## Problem statement
From the first line of the records through the line containing "use std::collections::BTreeMap;", retype every line exactly and nothing else.

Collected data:

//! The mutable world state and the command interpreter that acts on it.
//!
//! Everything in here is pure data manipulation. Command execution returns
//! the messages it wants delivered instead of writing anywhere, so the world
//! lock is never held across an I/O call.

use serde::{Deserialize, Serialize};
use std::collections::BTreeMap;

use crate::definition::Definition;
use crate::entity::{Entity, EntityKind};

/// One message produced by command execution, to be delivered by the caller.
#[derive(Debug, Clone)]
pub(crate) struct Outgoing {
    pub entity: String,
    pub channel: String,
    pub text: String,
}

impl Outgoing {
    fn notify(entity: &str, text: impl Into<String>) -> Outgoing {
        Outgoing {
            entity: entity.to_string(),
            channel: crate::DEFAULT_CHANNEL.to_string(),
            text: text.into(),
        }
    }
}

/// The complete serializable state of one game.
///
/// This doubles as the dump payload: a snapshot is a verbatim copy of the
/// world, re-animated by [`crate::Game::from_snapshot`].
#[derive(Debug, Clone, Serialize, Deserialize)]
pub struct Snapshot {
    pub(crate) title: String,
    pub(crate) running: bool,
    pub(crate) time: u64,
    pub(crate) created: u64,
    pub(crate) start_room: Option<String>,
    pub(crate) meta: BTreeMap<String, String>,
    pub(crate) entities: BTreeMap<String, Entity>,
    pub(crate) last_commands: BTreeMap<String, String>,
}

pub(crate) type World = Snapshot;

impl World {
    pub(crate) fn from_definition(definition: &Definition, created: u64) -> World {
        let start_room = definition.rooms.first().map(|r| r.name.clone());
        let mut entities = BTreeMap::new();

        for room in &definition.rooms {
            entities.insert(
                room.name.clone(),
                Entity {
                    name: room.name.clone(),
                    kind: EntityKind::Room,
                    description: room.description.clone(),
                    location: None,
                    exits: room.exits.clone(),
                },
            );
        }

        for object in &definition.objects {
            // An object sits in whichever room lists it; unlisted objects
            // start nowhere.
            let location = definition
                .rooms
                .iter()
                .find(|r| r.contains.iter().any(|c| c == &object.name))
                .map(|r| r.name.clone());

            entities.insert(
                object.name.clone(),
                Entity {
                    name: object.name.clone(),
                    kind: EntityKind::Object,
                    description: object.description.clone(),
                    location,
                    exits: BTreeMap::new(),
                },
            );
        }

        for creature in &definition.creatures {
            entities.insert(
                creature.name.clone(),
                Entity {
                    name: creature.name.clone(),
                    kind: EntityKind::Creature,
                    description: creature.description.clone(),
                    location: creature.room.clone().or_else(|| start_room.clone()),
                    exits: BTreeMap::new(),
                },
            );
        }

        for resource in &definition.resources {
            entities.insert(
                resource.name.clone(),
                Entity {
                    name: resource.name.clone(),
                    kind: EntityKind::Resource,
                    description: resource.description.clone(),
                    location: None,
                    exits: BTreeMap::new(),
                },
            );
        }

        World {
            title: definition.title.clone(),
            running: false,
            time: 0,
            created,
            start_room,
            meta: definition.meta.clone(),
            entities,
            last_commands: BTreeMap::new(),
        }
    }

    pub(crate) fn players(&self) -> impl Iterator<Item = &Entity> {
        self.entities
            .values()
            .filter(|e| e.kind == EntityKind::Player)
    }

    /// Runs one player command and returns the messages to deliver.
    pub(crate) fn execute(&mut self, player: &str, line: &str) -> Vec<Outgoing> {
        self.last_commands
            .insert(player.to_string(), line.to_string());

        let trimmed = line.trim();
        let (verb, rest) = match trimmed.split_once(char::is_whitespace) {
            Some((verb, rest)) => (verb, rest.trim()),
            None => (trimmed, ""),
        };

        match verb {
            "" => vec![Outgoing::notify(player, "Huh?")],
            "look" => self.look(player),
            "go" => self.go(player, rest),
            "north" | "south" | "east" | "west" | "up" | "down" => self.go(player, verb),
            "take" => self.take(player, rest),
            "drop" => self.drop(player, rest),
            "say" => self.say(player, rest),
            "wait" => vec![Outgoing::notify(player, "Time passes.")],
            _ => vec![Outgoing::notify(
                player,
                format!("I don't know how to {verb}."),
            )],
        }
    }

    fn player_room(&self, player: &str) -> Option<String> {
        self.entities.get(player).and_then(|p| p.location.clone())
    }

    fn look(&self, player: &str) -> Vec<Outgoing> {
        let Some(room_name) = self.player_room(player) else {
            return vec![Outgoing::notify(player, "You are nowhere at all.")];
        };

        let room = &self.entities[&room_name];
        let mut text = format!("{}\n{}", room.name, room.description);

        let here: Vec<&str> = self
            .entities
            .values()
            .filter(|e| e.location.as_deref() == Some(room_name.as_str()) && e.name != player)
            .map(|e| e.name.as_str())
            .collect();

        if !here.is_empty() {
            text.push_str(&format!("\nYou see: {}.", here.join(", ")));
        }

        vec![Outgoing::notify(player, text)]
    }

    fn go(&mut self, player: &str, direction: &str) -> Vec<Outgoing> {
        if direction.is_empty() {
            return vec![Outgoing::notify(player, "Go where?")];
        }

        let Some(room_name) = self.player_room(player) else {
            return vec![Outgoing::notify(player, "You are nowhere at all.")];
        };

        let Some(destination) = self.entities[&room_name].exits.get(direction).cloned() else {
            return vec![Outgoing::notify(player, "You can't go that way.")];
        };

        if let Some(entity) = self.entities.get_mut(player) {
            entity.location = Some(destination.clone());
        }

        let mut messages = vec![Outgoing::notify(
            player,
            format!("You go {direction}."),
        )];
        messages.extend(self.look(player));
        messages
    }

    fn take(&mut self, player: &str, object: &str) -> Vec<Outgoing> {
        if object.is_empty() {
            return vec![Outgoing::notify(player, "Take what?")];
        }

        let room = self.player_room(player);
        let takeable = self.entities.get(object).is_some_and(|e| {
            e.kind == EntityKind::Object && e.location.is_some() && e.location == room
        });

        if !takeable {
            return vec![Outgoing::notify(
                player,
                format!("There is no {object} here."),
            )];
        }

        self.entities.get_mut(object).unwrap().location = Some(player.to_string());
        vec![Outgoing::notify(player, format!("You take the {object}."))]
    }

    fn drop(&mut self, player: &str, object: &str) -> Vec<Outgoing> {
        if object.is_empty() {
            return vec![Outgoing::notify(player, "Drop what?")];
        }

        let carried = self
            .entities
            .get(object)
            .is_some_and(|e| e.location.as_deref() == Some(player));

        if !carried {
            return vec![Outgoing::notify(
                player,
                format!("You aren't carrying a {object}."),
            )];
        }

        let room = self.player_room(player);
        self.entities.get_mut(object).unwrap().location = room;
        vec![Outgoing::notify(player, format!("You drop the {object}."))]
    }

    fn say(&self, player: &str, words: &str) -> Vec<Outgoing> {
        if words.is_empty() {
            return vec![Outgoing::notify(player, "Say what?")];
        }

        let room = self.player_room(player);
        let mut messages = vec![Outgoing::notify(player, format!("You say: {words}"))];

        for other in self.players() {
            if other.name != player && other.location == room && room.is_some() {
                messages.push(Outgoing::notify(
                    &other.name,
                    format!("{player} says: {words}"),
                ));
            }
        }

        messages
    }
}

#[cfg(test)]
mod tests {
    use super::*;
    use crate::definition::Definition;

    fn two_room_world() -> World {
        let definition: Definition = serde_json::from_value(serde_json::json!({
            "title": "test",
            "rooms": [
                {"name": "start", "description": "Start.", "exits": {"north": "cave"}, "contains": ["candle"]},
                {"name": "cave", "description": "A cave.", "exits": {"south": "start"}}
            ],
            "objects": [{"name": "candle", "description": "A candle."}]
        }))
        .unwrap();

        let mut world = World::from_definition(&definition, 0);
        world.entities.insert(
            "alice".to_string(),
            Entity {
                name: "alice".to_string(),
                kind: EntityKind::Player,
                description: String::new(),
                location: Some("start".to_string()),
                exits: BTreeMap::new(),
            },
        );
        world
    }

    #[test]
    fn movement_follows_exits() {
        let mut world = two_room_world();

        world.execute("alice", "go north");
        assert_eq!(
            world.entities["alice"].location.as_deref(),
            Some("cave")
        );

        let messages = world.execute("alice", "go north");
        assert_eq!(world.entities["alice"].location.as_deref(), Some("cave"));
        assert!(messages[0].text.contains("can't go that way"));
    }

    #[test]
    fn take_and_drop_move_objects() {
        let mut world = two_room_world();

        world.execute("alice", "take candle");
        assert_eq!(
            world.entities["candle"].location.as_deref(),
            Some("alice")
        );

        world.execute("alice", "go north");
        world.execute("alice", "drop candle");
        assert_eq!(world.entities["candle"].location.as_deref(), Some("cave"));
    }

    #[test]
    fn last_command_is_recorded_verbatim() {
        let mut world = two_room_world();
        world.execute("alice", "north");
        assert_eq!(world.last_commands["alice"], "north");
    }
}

## Written answer
//! The mutable world state and the command interpreter that acts on it.
//!
//! Everything in here is pure data manipulation. Command execution returns
//! the messages it wants delivered instead of writing anywhere, so the world
//! lock is never held across an I/O call.

use serde::{Deserialize, Serialize};
use std::collections::BTreeMap;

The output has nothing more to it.